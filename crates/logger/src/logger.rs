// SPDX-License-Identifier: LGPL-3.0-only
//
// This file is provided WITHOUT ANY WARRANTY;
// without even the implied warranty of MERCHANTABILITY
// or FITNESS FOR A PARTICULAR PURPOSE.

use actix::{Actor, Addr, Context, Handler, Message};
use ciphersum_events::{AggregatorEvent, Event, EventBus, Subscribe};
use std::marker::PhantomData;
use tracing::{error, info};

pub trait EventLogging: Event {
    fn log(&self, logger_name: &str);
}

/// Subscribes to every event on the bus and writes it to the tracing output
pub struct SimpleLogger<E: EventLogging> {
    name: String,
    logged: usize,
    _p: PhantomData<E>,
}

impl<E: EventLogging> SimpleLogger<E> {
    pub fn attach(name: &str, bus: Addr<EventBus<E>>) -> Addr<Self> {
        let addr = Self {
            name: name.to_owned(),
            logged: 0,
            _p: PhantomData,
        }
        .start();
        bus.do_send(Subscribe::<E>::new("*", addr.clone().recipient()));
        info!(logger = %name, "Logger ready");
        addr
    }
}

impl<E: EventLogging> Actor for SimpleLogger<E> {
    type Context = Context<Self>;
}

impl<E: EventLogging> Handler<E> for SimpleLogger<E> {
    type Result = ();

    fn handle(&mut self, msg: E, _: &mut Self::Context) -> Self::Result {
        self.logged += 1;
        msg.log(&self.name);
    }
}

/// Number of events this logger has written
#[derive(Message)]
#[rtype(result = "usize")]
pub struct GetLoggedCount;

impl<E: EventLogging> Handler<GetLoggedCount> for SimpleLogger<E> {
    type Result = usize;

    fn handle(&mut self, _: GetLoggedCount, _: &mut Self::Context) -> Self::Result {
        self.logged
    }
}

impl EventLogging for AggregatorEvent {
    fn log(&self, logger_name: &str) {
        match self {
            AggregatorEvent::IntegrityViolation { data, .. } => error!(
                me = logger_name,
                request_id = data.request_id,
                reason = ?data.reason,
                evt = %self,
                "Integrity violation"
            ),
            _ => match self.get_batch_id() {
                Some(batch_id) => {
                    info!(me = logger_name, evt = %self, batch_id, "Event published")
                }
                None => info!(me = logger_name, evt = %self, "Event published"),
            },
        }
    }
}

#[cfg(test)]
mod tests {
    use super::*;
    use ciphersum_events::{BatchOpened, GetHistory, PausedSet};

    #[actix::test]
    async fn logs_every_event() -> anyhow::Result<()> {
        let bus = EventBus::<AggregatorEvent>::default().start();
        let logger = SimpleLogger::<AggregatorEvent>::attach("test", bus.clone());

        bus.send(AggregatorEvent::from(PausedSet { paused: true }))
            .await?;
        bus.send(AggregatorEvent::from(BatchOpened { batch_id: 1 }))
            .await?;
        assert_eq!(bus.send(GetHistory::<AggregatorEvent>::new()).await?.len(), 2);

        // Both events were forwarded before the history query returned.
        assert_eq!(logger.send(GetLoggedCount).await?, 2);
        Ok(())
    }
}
= = =
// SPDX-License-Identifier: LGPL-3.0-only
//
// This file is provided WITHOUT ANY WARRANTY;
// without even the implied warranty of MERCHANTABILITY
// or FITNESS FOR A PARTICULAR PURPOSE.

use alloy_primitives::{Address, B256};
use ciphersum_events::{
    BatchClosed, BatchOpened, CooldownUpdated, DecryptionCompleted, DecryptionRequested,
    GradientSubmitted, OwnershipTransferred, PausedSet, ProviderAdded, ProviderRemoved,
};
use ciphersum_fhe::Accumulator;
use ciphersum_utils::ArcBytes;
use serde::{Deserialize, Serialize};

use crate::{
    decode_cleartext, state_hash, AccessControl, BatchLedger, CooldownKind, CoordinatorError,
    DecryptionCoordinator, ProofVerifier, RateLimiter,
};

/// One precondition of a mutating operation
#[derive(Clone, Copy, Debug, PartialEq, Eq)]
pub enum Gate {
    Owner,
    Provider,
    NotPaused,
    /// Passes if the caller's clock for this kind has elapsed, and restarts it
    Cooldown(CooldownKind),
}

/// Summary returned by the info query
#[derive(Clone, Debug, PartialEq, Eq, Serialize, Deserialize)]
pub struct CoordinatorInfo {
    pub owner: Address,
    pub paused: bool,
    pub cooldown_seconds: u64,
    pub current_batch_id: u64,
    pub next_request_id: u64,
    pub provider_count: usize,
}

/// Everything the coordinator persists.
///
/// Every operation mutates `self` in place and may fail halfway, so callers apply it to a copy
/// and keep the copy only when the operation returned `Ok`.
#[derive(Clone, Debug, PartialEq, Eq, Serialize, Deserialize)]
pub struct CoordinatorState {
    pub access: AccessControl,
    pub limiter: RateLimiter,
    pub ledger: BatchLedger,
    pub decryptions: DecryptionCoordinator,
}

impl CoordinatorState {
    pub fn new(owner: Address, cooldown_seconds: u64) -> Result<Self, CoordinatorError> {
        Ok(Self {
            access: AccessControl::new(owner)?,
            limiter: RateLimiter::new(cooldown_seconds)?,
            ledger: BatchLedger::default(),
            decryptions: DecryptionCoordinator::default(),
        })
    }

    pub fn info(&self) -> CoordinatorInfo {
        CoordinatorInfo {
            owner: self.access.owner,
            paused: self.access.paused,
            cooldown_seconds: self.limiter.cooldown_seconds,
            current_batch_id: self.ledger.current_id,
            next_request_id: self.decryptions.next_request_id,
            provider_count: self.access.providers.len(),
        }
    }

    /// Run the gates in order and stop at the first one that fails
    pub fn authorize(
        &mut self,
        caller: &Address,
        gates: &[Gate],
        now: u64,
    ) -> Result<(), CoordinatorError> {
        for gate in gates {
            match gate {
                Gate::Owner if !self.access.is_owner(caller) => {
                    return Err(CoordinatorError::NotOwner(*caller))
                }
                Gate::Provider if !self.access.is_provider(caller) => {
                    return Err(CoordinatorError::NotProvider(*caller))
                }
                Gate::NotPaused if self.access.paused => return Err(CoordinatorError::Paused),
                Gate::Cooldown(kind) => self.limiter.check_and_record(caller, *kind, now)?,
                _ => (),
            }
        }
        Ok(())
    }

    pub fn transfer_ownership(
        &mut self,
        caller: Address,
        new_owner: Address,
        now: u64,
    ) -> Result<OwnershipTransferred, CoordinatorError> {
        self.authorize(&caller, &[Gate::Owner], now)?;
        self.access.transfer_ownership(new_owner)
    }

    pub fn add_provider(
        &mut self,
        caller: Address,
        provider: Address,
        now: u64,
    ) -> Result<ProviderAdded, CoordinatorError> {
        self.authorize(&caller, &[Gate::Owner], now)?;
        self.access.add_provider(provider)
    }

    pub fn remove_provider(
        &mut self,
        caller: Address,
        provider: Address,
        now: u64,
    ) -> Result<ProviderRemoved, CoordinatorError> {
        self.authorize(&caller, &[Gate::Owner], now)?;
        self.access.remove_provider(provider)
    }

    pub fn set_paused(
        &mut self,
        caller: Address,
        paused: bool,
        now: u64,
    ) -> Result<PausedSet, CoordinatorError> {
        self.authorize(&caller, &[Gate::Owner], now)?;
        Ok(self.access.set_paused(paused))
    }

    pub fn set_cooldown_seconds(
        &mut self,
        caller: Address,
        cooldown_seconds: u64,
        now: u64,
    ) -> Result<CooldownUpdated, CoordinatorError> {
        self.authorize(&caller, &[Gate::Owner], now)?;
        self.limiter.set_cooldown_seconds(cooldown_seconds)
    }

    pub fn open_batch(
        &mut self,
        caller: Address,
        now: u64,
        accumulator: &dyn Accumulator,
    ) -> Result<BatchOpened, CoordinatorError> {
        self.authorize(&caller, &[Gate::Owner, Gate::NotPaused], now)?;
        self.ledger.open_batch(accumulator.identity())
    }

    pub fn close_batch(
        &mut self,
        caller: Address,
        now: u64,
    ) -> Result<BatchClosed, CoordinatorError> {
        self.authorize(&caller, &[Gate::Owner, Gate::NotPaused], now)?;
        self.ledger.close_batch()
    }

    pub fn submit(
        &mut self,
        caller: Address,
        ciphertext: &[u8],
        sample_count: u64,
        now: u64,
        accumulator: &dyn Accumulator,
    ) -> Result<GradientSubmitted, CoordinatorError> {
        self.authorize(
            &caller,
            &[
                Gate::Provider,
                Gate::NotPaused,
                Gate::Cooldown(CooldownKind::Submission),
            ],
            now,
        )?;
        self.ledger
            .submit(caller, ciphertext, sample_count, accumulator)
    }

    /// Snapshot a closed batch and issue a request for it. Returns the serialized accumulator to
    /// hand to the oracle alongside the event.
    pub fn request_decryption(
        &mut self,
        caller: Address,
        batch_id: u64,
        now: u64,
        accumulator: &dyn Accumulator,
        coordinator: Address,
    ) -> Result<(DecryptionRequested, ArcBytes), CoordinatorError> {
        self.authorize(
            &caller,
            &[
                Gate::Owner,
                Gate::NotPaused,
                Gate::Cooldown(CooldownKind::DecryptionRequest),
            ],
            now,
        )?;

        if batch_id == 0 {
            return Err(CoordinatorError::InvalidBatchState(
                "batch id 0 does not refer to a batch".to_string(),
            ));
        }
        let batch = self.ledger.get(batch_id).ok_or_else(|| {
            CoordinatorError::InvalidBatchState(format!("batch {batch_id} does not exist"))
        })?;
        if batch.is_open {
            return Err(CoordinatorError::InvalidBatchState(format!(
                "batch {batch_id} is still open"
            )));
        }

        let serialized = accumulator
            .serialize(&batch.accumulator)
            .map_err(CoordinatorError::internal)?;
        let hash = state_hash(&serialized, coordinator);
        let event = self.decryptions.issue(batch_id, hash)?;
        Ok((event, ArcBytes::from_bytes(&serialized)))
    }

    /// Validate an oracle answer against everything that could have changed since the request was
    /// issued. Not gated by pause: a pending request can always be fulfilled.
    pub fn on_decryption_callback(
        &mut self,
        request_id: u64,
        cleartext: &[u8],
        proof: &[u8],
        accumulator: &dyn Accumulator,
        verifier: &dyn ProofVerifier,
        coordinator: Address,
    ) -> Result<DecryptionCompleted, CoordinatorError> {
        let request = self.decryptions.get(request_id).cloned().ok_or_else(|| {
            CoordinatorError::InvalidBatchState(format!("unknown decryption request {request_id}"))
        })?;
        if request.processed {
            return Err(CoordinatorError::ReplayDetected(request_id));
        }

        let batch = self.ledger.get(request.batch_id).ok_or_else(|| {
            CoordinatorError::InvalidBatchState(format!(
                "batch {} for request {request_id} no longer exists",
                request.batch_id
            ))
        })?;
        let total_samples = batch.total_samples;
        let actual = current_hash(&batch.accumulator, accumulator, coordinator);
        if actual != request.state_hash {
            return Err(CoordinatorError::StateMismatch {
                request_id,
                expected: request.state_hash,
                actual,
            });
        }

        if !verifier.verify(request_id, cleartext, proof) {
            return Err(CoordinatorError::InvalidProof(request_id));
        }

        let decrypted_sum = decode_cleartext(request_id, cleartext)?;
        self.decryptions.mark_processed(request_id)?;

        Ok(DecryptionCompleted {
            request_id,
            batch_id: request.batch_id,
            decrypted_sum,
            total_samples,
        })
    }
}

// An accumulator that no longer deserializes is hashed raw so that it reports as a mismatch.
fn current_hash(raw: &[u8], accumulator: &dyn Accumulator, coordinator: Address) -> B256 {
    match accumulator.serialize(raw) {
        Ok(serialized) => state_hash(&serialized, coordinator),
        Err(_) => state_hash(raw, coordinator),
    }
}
= = =
## YOUR GOAL
Among the entries, count the lines that hold "query". Reply with the count only.

## OUTPUT
2